The subject with autism reported here is hemizygous for genes encoding the neuropeptide Y receptors NPY1R
. Dumont et al. [32
] demonstrated that Neuropeptide Y (NPY) affects cognitive function and learning and memory. Thorsell et al. [33
] reported impaired spatial learning in transgenic rats that over expressed NPY and demonstrated decreased NPY Y1 receptor binding. Michel et al. [34
] reported that in the hippocampus NPY is localized to GABA-ergic interneurons and its activity is mediated through its Y1, Y2 or Y5 receptors. These receptors are coupled to G protein signaling pathways.
Howell and coworkers [35
] demonstrated that NPY has a proliferative effect on hippocampal nestin positive neuronal precursor cells and on hippocampal beta tubulin positive neuroblasts. They carried out studies of the hippocampal cells in NPY Y1 receptor knockout mice. Through studies in these mice and through in vitro
studies in the presence of selective NPY Y1 receptor agonists and antagonists, Howell et al. [35
] demonstrated that the neuroproliferative effect of NPY in the hippocampus is mediated through the neuropeptide Y receptor NPY Y1 (NPY1R
). They postulate that the effect of NPY on learning and memory may be mediated through NPY neurogenesis.

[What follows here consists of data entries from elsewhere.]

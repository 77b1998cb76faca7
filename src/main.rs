use anyhow::Result;
use clap::Parser;
use shelly_exporter::{
    config::{Config, Scheme},
    error::ExporterError,
    logging::{self, LogSettings},
    server,
};
use tracing::{error, info};

#[derive(Parser, Debug)]
#[command(author, version, about, long_about = None)]
struct Args {
    /// Path to configuration file
    #[arg(short, long, default_value = "config/Default.toml")]
    config: String,

    /// Shelly device host or IP (overrides config)
    #[arg(long, env = "SHELLY_HOST")]
    host: Option<String>,

    /// Device URL scheme: http or https (overrides config)
    #[arg(long, env = "SHELLY_SCHEME")]
    scheme: Option<String>,

    /// Per-request device timeout in seconds (overrides config)
    #[arg(long, env = "SHELLY_TIMEOUT_SECONDS")]
    timeout: Option<u64>,

    /// Port to listen on for metrics
    #[arg(short, long, env = "SHELLY_EXPORTER_PORT")]
    port: Option<u16>,

    /// Address to bind to
    #[arg(short, long, env = "SHELLY_EXPORTER_ADDR")]
    addr: Option<String>,

    /// Exporter name, exposed as the `job` label
    #[arg(long, env = "SHELLY_EXPORTER_NAME")]
    name: Option<String>,

    /// Log level (trace, debug, info, warning, error)
    #[arg(long, env = "SHELLY_EXPORTER_LOGLEVEL")]
    log_level: Option<String>,

    /// Timezone for log timestamps
    #[arg(long, env = "TZ")]
    timezone: Option<String>,
}

impl Args {
    /// Applies CLI/environment overrides on top of the loaded file config.
    fn apply(self, config: &mut Config) -> Result<(), ExporterError> {
        if let Some(host) = self.host {
            config.shelly.host = host;
        }
        if let Some(scheme) = self.scheme {
            config.shelly.scheme = scheme.parse::<Scheme>()?;
        }
        if let Some(timeout) = self.timeout {
            config.shelly.timeout_seconds = timeout;
        }
        if let Some(port) = self.port {
            config.server.port = port;
        }
        if let Some(addr) = self.addr {
            config.server.addr = addr;
        }
        if let Some(name) = self.name {
            config.server.name = name;
        }
        if let Some(level) = self.log_level {
            config.logging.level = level;
        }
        if let Some(timezone) = self.timezone {
            config.logging.timezone = timezone;
        }
        Ok(())
    }
}

/// Logs with the fallback subscriber and exits; used before logging is set up.
fn fail_early(message: impl std::fmt::Display) -> ! {
    logging::init(LogSettings::default());
    error!("{}", message);
    std::process::exit(1);
}

#[tokio::main]
async fn main() -> Result<()> {
    // Parse CLI arguments
    let args = Args::parse();

    // Load configuration
    let mut config = match Config::load(&args.config) {
        Ok(config) => config,
        Err(e) => fail_early(format!("{:#}", e)),
    };
    if let Err(e) = args.apply(&mut config) {
        fail_early(e);
    }

    // Initialize tracing
    match LogSettings::from_config(&config.logging) {
        Ok(settings) => logging::init(settings),
        Err(e) => fail_early(e),
    }

    info!(
        "Starting Shelly Prometheus Exporter v{}",
        env!("CARGO_PKG_VERSION")
    );

    if let Err(e) = config.validate() {
        error!("{}", e);
        std::process::exit(1);
    }

    info!("Configuration loaded successfully");
    info!(
        "Shelly device: {}://{}",
        config.shelly.scheme, config.shelly.host
    );
    info!("Exporter name: {}", config.server.name);
    info!(
        "Metrics endpoint: http://{}:{}/metrics",
        config.server.addr, config.server.port
    );

    // Serve from a background task; the main task only waits for it to end
    // or for a termination signal
    let server = tokio::spawn(server::start(config));

    tokio::select! {
        joined = server => {
            match joined {
                Ok(Ok(())) => info!("Metrics server stopped"),
                Ok(Err(e)) => {
                    error!("Server error: {:#}", e);
                    std::process::exit(1);
                }
                Err(e) => {
                    error!("Server task failed: {}", e);
                    std::process::exit(1);
                }
            }
        }
        _ = shutdown_signal() => info!("Shutdown signal received, exiting"),
    }

    Ok(())
}

async fn shutdown_signal() {
    let ctrl_c = async {
        if let Err(e) = tokio::signal::ctrl_c().await {
            error!("Failed to listen for Ctrl-C: {}", e);
            std::future::pending::<()>().await;
        }
    };

    #[cfg(unix)]
    let terminate = async {
        match tokio::signal::unix::signal(tokio::signal::unix::SignalKind::terminate()) {
            Ok(mut signal) => {
                signal.recv().await;
            }
            Err(e) => {
                error!("Failed to listen for SIGTERM: {}", e);
                std::future::pending::<()>().await;
            }
        }
    };

    #[cfg(not(unix))]
    let terminate = std::future::pending::<()>();

    tokio::select! {
        _ = ctrl_c => {},
        _ = terminate => {},
    }
}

The distal breakpoint in our subject interrupts the Glycoprotein M6A gene GPM6A
. The M6A glycoprotein was first identified in mouse brain by antibody binding assays as a factor that affects the growth of neurites in cultured cerebellar neurons [36
]. The human homolog of this gene, GPM6A
maps to chromosome 4q34 in humans and a second family member GPM6B
maps to Xp22.2-p22.4 [37
]. The human homologs of the murine M6A glycoprotein are yet to be studied thoroughly in terms of function and pathology.

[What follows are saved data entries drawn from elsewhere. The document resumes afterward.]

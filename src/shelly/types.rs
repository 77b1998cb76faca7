//! Shelly RPC Documents
//!
//! The exporter reads three documents per scrape:
//!
//! - `Shelly.GetDeviceInfo` → model (`app`) and firmware (`ver`)
//! - `Shelly.GetConfig` → Bluetooth/cloud/MQTT enable flags
//! - `Shelly.GetStatus` → switch, system and WiFi readings
//!
//! Documents are kept as raw [`serde_json::Value`] trees. Fields are pulled
//! out one at a time through [`Document`], so a missing or mistyped field is
//! reported with its full dotted path instead of a generic parse failure.

use crate::error::{ExporterError, Result};
use serde_json::Value;

/// RPC methods queried on every scrape
#[derive(Debug, Clone, Copy, PartialEq, Eq)]
pub enum RpcMethod {
    GetDeviceInfo,
    GetConfig,
    GetStatus,
}

impl RpcMethod {
    pub fn as_str(&self) -> &'static str {
        match self {
            RpcMethod::GetDeviceInfo => "Shelly.GetDeviceInfo",
            RpcMethod::GetConfig => "Shelly.GetConfig",
            RpcMethod::GetStatus => "Shelly.GetStatus",
        }
    }
}

/// The three raw documents fetched in one collection cycle
#[derive(Debug, Clone)]
pub struct DeviceSnapshot {
    pub device_info: Value,
    pub config: Value,
    pub status: Value,
}

impl DeviceSnapshot {
    pub fn device_info(&self) -> Document<'_> {
        Document::new(RpcMethod::GetDeviceInfo, &self.device_info)
    }

    pub fn config(&self) -> Document<'_> {
        Document::new(RpcMethod::GetConfig, &self.config)
    }

    pub fn status(&self) -> Document<'_> {
        Document::new(RpcMethod::GetStatus, &self.status)
    }
}

/// Typed, path-addressed view over one RPC response
#[derive(Debug, Clone, Copy)]
pub struct Document<'a> {
    method: RpcMethod,
    root: &'a Value,
}

impl<'a> Document<'a> {
    pub fn new(method: RpcMethod, root: &'a Value) -> Self {
        Self { method, root }
    }

    /// Resolves a dotted path such as `switch:0.temperature.tC`.
    pub fn get(&self, path: &str) -> Result<&'a Value> {
        path.split('.')
            .try_fold(self.root, |node, segment| node.as_object()?.get(segment))
            .ok_or_else(|| ExporterError::MissingField {
                document: self.method.as_str(),
                path: path.to_string(),
            })
    }

    pub fn bool(&self, path: &str) -> Result<bool> {
        self.get(path)?
            .as_bool()
            .ok_or_else(|| self.invalid(path, "a boolean"))
    }

    pub fn number(&self, path: &str) -> Result<f64> {
        self.get(path)?
            .as_f64()
            .ok_or_else(|| self.invalid(path, "a number"))
    }

    /// Reads a label value. Strings are taken verbatim and numbers keep
    /// their JSON spelling; they are never reinterpreted.
    pub fn label(&self, path: &str) -> Result<String> {
        match self.get(path)? {
            Value::String(s) => Ok(s.clone()),
            Value::Number(n) => Ok(n.to_string()),
            _ => Err(self.invalid(path, "a string")),
        }
    }

    fn invalid(&self, path: &str, expected: &'static str) -> ExporterError {
        ExporterError::InvalidField {
            document: self.method.as_str(),
            path: path.to_string(),
            expected,
        }
    }
}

Linkage studies on autism families reported by Yonan et al. [38
] and Buxbaum et al. [39
] provide further support for location of an autism-determining gene or genes on chromosome 4q. Yonan et al. reported a linkage peak for autism at 94 centimorgans (cM) on chromosome 4q. Buxbaum et al. reported linkage peaks between 104.9 and 126 cM on 4q. The deletion in our patient lies approximately between 157 to 177 cM.